Again but starting each line with random preposition or pronoun. I'm getting rid of the line length decreasing because it's not contributing much.

In [344]:
prepositions = ["about", "above", "across", "after", "against", "along", "among", "around", "at", "before", 
                "behind", "below", "beneath", "beside", "between", "beyond", "by", "down", "during", "except", 
                "for", "from", "in", "inside", "into", "like", "near", "of", "off", "on", "onto", "out", "outside", 
                "over", "past", "since", "through", "throughout", "to", "toward", "under", "underneath", "until", 
                "up", "upon", "with", "within", "without"]
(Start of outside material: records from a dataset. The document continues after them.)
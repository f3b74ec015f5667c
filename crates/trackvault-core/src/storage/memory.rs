//! In-process backend.
//!
//! Both halves are thread-safe and use [`DashMap`] so uploads and downloads
//! of different objects never contend on a global lock.

use std::collections::HashMap;

use async_trait::async_trait;
use bytes::Bytes;
use dashmap::DashMap;
use dashmap::mapref::entry::Entry;
use tracing::{debug, trace};

use super::{ChunkStore, ObjectCatalog, ObjectMetadata, ObjectStatus};
use crate::error::{StoreError, StoreResult};
use crate::id::ObjectId;

// ---------------------------------------------------------------------------
// MemoryChunkStore
// ---------------------------------------------------------------------------

/// Chunk bytes held in memory, grouped by object.
///
/// # Examples
///
/// ```
/// use bytes::Bytes;
/// use trackvault_core::ObjectId;
/// use trackvault_core::storage::{ChunkStore, MemoryChunkStore};
///
/// # tokio_test::block_on(async {
/// let store = MemoryChunkStore::new();
/// let id = ObjectId::new();
/// store.put_chunk(&id, 0, Bytes::from_static(b"abc")).await.unwrap();
/// assert_eq!(store.get_chunk(&id, 0).await.unwrap().as_ref(), b"abc");
/// # });
/// ```
#[derive(Default)]
pub struct MemoryChunkStore {
    objects: DashMap<ObjectId, HashMap<u32, Bytes>>,
}

impl std::fmt::Debug for MemoryChunkStore {
    fn fmt(&self, f: &mut std::fmt::Formatter<'_>) -> std::fmt::Result {
        f.debug_struct("MemoryChunkStore")
            .field("objects_count", &self.objects.len())
            .finish()
    }
}

impl MemoryChunkStore {
    /// Create an empty store.
    #[must_use]
    pub fn new() -> Self {
        Self::default()
    }

    /// Number of chunks stored for `id`.
    #[must_use]
    pub fn chunk_count(&self, id: &ObjectId) -> usize {
        self.objects.get(id).map_or(0, |chunks| chunks.len())
    }

    /// Remove a single chunk, returning whether it existed.
    pub fn remove_chunk(&self, id: &ObjectId, index: u32) -> bool {
        self.objects
            .get_mut(id)
            .is_some_and(|mut chunks| chunks.remove(&index).is_some())
    }
}

#[async_trait]
impl ChunkStore for MemoryChunkStore {
    async fn put_chunk(&self, id: &ObjectId, index: u32, data: Bytes) -> StoreResult<()> {
        let mut chunks = self.objects.entry(*id).or_default();
        match chunks.get(&index) {
            Some(existing) if *existing == data => {
                trace!(%id, index, "identical chunk rewrite ignored");
                Ok(())
            }
            Some(_) => Err(StoreError::ChunkConflict {
                id: id.to_hex(),
                index,
            }),
            None => {
                trace!(%id, index, len = data.len(), "stored chunk");
                chunks.insert(index, data);
                Ok(())
            }
        }
    }

    async fn get_chunk(&self, id: &ObjectId, index: u32) -> StoreResult<Bytes> {
        self.objects
            .get(id)
            .and_then(|chunks| chunks.get(&index).cloned())
            .ok_or_else(|| StoreError::ChunkNotFound {
                id: id.to_hex(),
                index,
            })
    }

    async fn delete_all(&self, id: &ObjectId) -> StoreResult<()> {
        if let Some((_, chunks)) = self.objects.remove(id) {
            debug!(%id, count = chunks.len(), "deleted chunks");
        }
        Ok(())
    }
}

// ---------------------------------------------------------------------------
// MemoryObjectCatalog
// ---------------------------------------------------------------------------

/// Object records held in memory.
#[derive(Default)]
pub struct MemoryObjectCatalog {
    records: DashMap<ObjectId, ObjectMetadata>,
}

impl std::fmt::Debug for MemoryObjectCatalog {
    fn fmt(&self, f: &mut std::fmt::Formatter<'_>) -> std::fmt::Result {
        f.debug_struct("MemoryObjectCatalog")
            .field("records_count", &self.records.len())
            .finish()
    }
}

impl MemoryObjectCatalog {
    /// Create an empty catalog.
    #[must_use]
    pub fn new() -> Self {
        Self::default()
    }

    /// Status of the record for `id`, pending or not.
    #[must_use]
    pub fn status(&self, id: &ObjectId) -> Option<ObjectStatus> {
        self.records.get(id).map(|r| r.status)
    }
}

#[async_trait]
impl ObjectCatalog for MemoryObjectCatalog {
    async fn create_pending(
        &self,
        id: ObjectId,
        name: &str,
        chunk_size: usize,
    ) -> StoreResult<ObjectMetadata> {
        match self.records.entry(id) {
            Entry::Occupied(_) => Err(StoreError::storage(anyhow::anyhow!(
                "object record {id} already exists"
            ))),
            Entry::Vacant(slot) => {
                let meta = ObjectMetadata::pending(id, name, chunk_size);
                slot.insert(meta.clone());
                debug!(%id, name, chunk_size, "created pending record");
                Ok(meta)
            }
        }
    }

    async fn finalize(
        &self,
        id: &ObjectId,
        length: u64,
        chunk_count: u32,
        md5: String,
    ) -> StoreResult<ObjectMetadata> {
        let not_found = || StoreError::ObjectNotFound { id: id.to_hex() };
        let mut record = self.records.get_mut(id).ok_or_else(not_found)?;
        if record.is_complete() {
            return Err(not_found());
        }
        record.complete(length, chunk_count, md5);
        debug!(%id, length, chunk_count, "finalized record");
        Ok(record.clone())
    }

    async fn lookup(&self, id: &ObjectId) -> StoreResult<ObjectMetadata> {
        self.records
            .get(id)
            .filter(|r| r.is_complete())
            .map(|r| r.clone())
            .ok_or_else(|| StoreError::ObjectNotFound { id: id.to_hex() })
    }

    async fn discard_pending(&self, id: &ObjectId) -> StoreResult<()> {
        if self
            .records
            .remove_if(id, |_, r| r.status == ObjectStatus::Pending)
            .is_some()
        {
            debug!(%id, "discarded pending record");
        }
        Ok(())
    }
}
pronouns = ["I", "you", "he", "she", "it", "we", "they", "me", "him", "her", "us", "them", "myself", "yourself", 
            "himself", "herself", "itself", "ourselves", "yourselves", "themselves", "mine", "yours", "his", "hers", 
            "its", "ours", "theirs", "this", "that", "these", "those", "who", "whom", "whose", "which", "what", "whatever", 
            "whoever", "whichever", "whomever", "my", "your", "our", "their"]
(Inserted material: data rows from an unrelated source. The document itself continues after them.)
impl<'a> TransferSession<'a> {
    /// Bind a request to the store.
    #[must_use]
    pub fn new(store: &'a TrackStore, request_id: &'a str) -> Self {
        Self { store, request_id }
    }

    /// Stream the object named by the raw path segment `raw_id`.
    pub async fn download(&self, raw_id: &str) -> http::Response<TrackResponseBody> {
        let request_id = self.request_id;
        let id = match ObjectId::parse_str(raw_id) {
            Ok(id) => id,
            Err(e) => {
                debug!(request_id, error = %e, "rejected track id");
                return response::download_error(&e);
            }
        };

        let mut chunks = match self.store.open(&id).await {
            Ok(chunks) => chunks,
            Err(e) if e.is_not_found() => {
                debug!(request_id, %id, "track not found");
                return response::download_error(&e);
            }
            Err(e) => {
                error!(request_id, %id, error = %e, "failed to look up track");
                return response::download_error(&e);
            }
        };

        let length = chunks.metadata().length;
        let etag = chunks
            .metadata()
            .md5
            .as_ref()
            .and_then(|md5| HeaderValue::from_str(&format!("\"{md5}\"")).ok());

        let first = match chunks.next().await {
            None => None,
            Some(Ok(chunk)) => Some(Ok(chunk)),
            Some(Err(e)) => {
                warn!(request_id, %id, error = %e, "track unreadable before first byte");
                return response::empty(StatusCode::NOT_FOUND);
            }
        };

        let owned_request_id = request_id.to_owned();
        let body = stream::iter(first).chain(chunks).map(move |item| {
            item.map_err(|e: StoreError| {
                warn!(request_id = %owned_request_id, %id, error = %e, "aborting track download");
                std::io::Error::other(e)
            })
        });

        info!(request_id, %id, length, "streaming track");
        let mut response = http::Response::new(TrackResponseBody::from_stream(body));
        let headers = response.headers_mut();
        headers.insert(CONTENT_TYPE, HeaderValue::from_static(TRACK_CONTENT_TYPE));
        headers.insert(ACCEPT_RANGES, HeaderValue::from_static("bytes"));
        if let Some(etag) = etag {
            headers.insert(ETAG, etag);
        }
        response
    }

    /// Store the track carried by a multipart body as it arrives.
    ///
    /// When the `name` field precedes the `track` file, the file is handed
    /// to the storage engine piece by piece and never held whole. A file
    /// sent before its name is buffered up to the file size limit. The
    /// object only becomes visible once the whole form has been read.
    pub async fn upload<S>(
        &self,
        content_type: Option<&str>,
        body: S,
        limits: &UploadLimits,
    ) -> http::Response<TrackResponseBody>
    where
        S: Stream<Item = Result<Bytes, MultipartError>> + Unpin,
    {
        let request_id = self.request_id;
        let boundary = match content_type.map(multipart::extract_boundary) {
            Some(Ok(boundary)) => boundary,
            // Not multipart at all: a form without fields.
            None | Some(Err(MultipartError::NotMultipart(_))) => {
                return response::json_message(StatusCode::BAD_REQUEST, MISSING_NAME_MESSAGE);
            }
            Some(Err(e)) => {
                debug!(request_id, error = %e, "upload form rejected");
                return response::upload_error(&form_error(e));
            }
        };

        let mut reader = MultipartReader::new(body, &boundary);
        let mut form = UploadForm::default();
        if let Err(e) = self.read_form(&mut reader, limits, &mut form).await {
            if let Some(ReceivedTrack::Streamed(writer)) = form.track {
                writer.abort(&e.to_string()).await;
            }
            if e.is_client_error() {
                debug!(request_id, error = %e, "upload form rejected");
            } else {
                error!(request_id, error = %e, "failed to store track");
            }
            return response::upload_error(&e);
        }

        let name = match form.name {
            Some(name) if !name.is_empty() => name,
            _ => return response::json_message(StatusCode::BAD_REQUEST, MISSING_NAME_MESSAGE),
        };
        let result = match form.track {
            None => return response::json_message(StatusCode::BAD_REQUEST, MISSING_TRACK_MESSAGE),
            Some(ReceivedTrack::Streamed(writer)) => writer.finish().await,
            Some(ReceivedTrack::Buffered(data)) => self.store.upload_bytes(&name, data).await,
        };

        match result {
            Ok(meta) => {
                info!(request_id, id = %meta.id, name = %name, length = meta.length, "track stored");
                response::upload_created(&meta.id)
            }
            Err(e) => {
                error!(request_id, name = %name, error = %e, "failed to store track");
                response::upload_error(&e)
            }
        }
    }

    /// Walk the form, enforcing `limits` part by part.
    async fn read_form<S>(
        &self,
        reader: &mut MultipartReader<S>,
        limits: &UploadLimits,
        form: &mut UploadForm,
    ) -> Result<(), StoreError>
    where
        S: Stream<Item = Result<Bytes, MultipartError>> + Unpin,
    {
        let (mut parts, mut fields, mut files) = (0, 0, 0);
        while let Some(part) = reader.next_part().await.map_err(form_error)? {
            parts += 1;
            if parts > limits.parts {
                return Err(form_error(MultipartError::TooManyParts(limits.parts)));
            }

            let Some(filename) = part.filename else {
                fields += 1;
                if fields > limits.fields {
                    return Err(form_error(MultipartError::TooManyFields(limits.fields)));
                }
                if part.name == NAME_FIELD {
                    let value = reader.read_field(MAX_FIELD_SIZE).await.map_err(form_error)?;
                    form.name = Some(String::from_utf8_lossy(&value).into_owned());
                }
                continue;
            };

            if part.name != TRACK_FIELD {
                return Err(form_error(MultipartError::UnexpectedFile(part.name)));
            }
            files += 1;
            if files > limits.files {
                return Err(form_error(MultipartError::TooManyFiles(limits.files)));
            }

            form.track = Some(match form.name.as_deref() {
                Some(name) if !name.is_empty() => {
                    debug!(request_id = self.request_id, name, filename = %filename, "streaming track");
                    let mut writer = self.store.begin_upload(name).await?;
                    if let Err(e) = stream_track(reader, &mut writer, limits.file_size).await {
                        writer.abort(&e.to_string()).await;
                        return Err(e);
                    }
                    ReceivedTrack::Streamed(writer)
                }
                _ => {
                    debug!(request_id = self.request_id, filename = %filename, "buffering track sent before its name");
                    ReceivedTrack::Buffered(buffer_track(reader, limits.file_size).await?)
                }
            });
        }
        Ok(())
    }
}

/// Fields gathered from an upload form.
#[derive(Debug, Default)]
struct UploadForm {
    name: Option<String>,
    track: Option<ReceivedTrack>,
}

#[derive(Debug)]
enum ReceivedTrack {
    /// Written to storage, waiting to be finished.
    Streamed(ObjectWriter),
    Buffered(Bytes),
}

async fn stream_track<S>(
    reader: &mut MultipartReader<S>,
    writer: &mut ObjectWriter,
    limit: u64,
) -> Result<(), StoreError>
where
    S: Stream<Item = Result<Bytes, MultipartError>> + Unpin,
{
    while let Some(piece) = reader.next_chunk().await.map_err(form_error)? {
        if writer.length() + piece.len() as u64 > limit {
            return Err(form_error(MultipartError::FileTooLarge(limit)));
        }
        writer.write(piece).await?;
    }
    Ok(())
}

async fn buffer_track<S>(reader: &mut MultipartReader<S>, limit: u64) -> Result<Bytes, StoreError>
where
    S: Stream<Item = Result<Bytes, MultipartError>> + Unpin,
{
    let mut data = BytesMut::new();
    while let Some(piece) = reader.next_chunk().await.map_err(form_error)? {
        if (data.len() + piece.len()) as u64 > limit {
            return Err(form_error(MultipartError::FileTooLarge(limit)));
        }
        data.extend_from_slice(&piece);
    }
    Ok(data.freeze())
}

/// A body that stopped arriving is an aborted upload; anything else wrong
/// with the form is a validation failure.
fn form_error(err: MultipartError) -> StoreError {
    match err {
        MultipartError::Interrupted(message) => StoreError::UploadAborted { message },
        other => StoreError::validation(other.to_string()),
    }
}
prep_pro = prepositions + pronouns

In [None]:
import random

length = 10
for i in range(4):
    starting_word = random.choice(prepositions)
    generated_text = generator(starting_word, max_length=length)[0]['generated_text']
    generated_text = generated_text.capitalize()
    print(generated_text + "\n")

Most of those outputs didn't make much sense.

***
#### Markov chains!

I'm also trying with markov chains just in case those results somehow end up being better. (They were not.)

In [None]:
import sys
!{sys.executable} -m pip install markovify

import markovify

Once again separating by categories:

In [466]:
all_text = open("all-text.txt").read()
all_text_generator = markovify.Text(all_text, state_size=1)

In [467]:
personal_text = open("personal-text.txt").read()
personal_text_generator = markovify.Text(personal_text, state_size=1)

In [468]:
acad_text = open("acad-text.txt").read()
acad_text_generator = markovify.Text(acad_text, state_size=1)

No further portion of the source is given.